Keeping Students in the Loop

Students at University Prep are out of the loop. Administrators have not consulted us on scheduling changes, and we are not receiving important information about such changes to our learning, well-being and lives at UPrep.According to Assistant Head of School for Academics and Strategic Initiatives Richard Kassissieh, the administration did not seek student input when constructing the new hybrid learning schedule, which was met with a cold response from students.

The administration and Instructional Leadership Team created the new hybrid learning schedule without student input from ASB or the Academic Council, whose elected student population is meant to complement the faculty voices on the ILT. According to Kassissieh, administrators felt they had a good understanding of students’ scheduling opinions based on the on-campus trial runs. The administrators did not explicitly seek student feedback,but agreed to meet with ASB, who created their own survey after the scheduling announcement. Missing student voices in scheduling changes is a symptom of the greater issue of communication between the student body and administration. On a weekly basis, “all-school emails” are sent out from the Communications Office to members of our community including parents, faculty and staff, but not the students who are actually attending school.

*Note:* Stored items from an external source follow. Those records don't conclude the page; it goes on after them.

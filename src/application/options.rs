// SPDX-License-Identifier: MPL-2.0
//! Construction options for a selection box.
//!
//! Options are consumed by [`DragBox::mount`](super::DragBox::mount) and are
//! immutable afterwards.

use super::notify::{AddHook, RemoveHook};
use crate::domain::{AcceptFilter, File, MaxFiles};

/// Default empty-state hint for dragging.
pub const DEFAULT_TEXT_DRAG: &str = "Drag and drop here";
/// Default separator between the two empty-state hints.
pub const DEFAULT_TEXT_OR: &str = "or";
/// Default label of the browse button.
pub const DEFAULT_TEXT_SELECT: &str = "Browse files";

/// Default fallback icon for files without a visual preview.
pub const DEFAULT_ICON_FILE: &str = r##"<svg xmlns="http://www.w3.org/2000/svg" viewBox="0 0 24 24" fill="none" stroke="#9ca3af" stroke-width="1.5" stroke-linejoin="round"><path d="M14 2H6a2 2 0 0 0-2 2v16a2 2 0 0 0 2 2h12a2 2 0 0 0 2-2V8z"/><path d="M14 2v6h6"/></svg>"##;
/// Default icon of the remove button.
pub const DEFAULT_ICON_REMOVE: &str = r##"<svg xmlns="http://www.w3.org/2000/svg" viewBox="0 0 24 24" fill="none" stroke="#9ca3af" stroke-width="2" stroke-linecap="round"><path d="M6 6l12 12M18 6L6 18"/></svg>"##;

/// Strings shown in the empty state.
#[derive(Debug, Clone, PartialEq, Eq)]
pub struct Texts {
    pub drag: String,
    pub or: String,
    pub select: String,
}

impl Default for Texts {
    fn default() -> Self {
        Self {
            drag: DEFAULT_TEXT_DRAG.to_string(),
            or: DEFAULT_TEXT_OR.to_string(),
            select: DEFAULT_TEXT_SELECT.to_string(),
        }
    }
}

/// SVG markup for the fallback and remove icons.
#[derive(Debug, Clone, PartialEq, Eq)]
pub struct Icons {
    pub file: String,
    pub remove: String,
}

impl Default for Icons {
    fn default() -> Self {
        Self {
            file: DEFAULT_ICON_FILE.to_string(),
            remove: DEFAULT_ICON_REMOVE.to_string(),
        }
    }
}

/// Everything configurable on a selection box.
#[derive(Default)]
pub struct DragBoxOptions {
    pub accept: AcceptFilter,
    pub max_files: MaxFiles,
    /// Apply `accept` to dropped and programmatically added files too.
    pub enforce_accept: bool,
    pub texts: Texts,
    pub icons: Icons,
    pub on_add: Option<AddHook>,
    pub on_remove: Option<RemoveHook>,
}

impl std::fmt::Debug for DragBoxOptions {
    fn fmt(&self, f: &mut std::fmt::Formatter<'_>) -> std::fmt::Result {
        f.debug_struct("DragBoxOptions")
            .field("accept", &self.accept)
            .field("max_files", &self.max_files)
            .field("enforce_accept", &self.enforce_accept)
            .field("texts", &self.texts)
            .field("on_add", &self.on_add.is_some())
            .field("on_remove", &self.on_remove.is_some())
            .finish_non_exhaustive()
    }
}

impl DragBoxOptions {
    #[must_use]
    pub fn new() -> Self {
        Self::default()
    }

    #[must_use]
    pub fn accept(mut self, accept: AcceptFilter) -> Self {
        self.accept = accept;
        self
    }

    #[must_use]
    pub fn max_files(mut self, max_files: MaxFiles) -> Self {
        self.max_files = max_files;
        self
    }

    #[must_use]
    pub fn enforce_accept(mut self, enforce: bool) -> Self {
        self.enforce_accept = enforce;
        self
    }

    #[must_use]
    pub fn texts(mut self, texts: Texts) -> Self {
        self.texts = texts;
        self
    }

    #[must_use]
    pub fn icons(mut self, icons: Icons) -> Self {
        self.icons = icons;
        self
    }

    #[must_use]
    pub fn on_add(mut self, hook: impl FnMut(&[File]) + Send + 'static) -> Self {
        self.on_add = Some(Box::new(hook));
        self
    }

    #[must_use]
    pub fn on_remove(mut self, hook: impl FnMut(&File) + Send + 'static) -> Self {
        self.on_remove = Some(Box::new(hook));
        self
    }
}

According to Head of School Ronnie Codrington-Cazeau, emails to parents are meant to be shared with students, but Codrington-Cazeau acknowledged that this doesn’t always happen.“I expect that when [information is sent] home, community conversations happen in households. But I also know, because … I have two at home, that when you have teenagers, that doesn’t always happen, even with the best of intentions,” Codrington-Cazeau said in an interview before the start of the current school year.

This is not just about surveys or emails. This is an issue of validating student voices and sharing critical information about our education with us. During a pandemic, it is even more important to seek out student voices and maintain transparency. Never before has the class schedule fluctuated so frequently. Oversharing on the part of the administration would be far better than undersharing. Forwarding messages about our learning is the first step in keeping us informed and ready to collaborate with the administration on important decisions impacting our studies.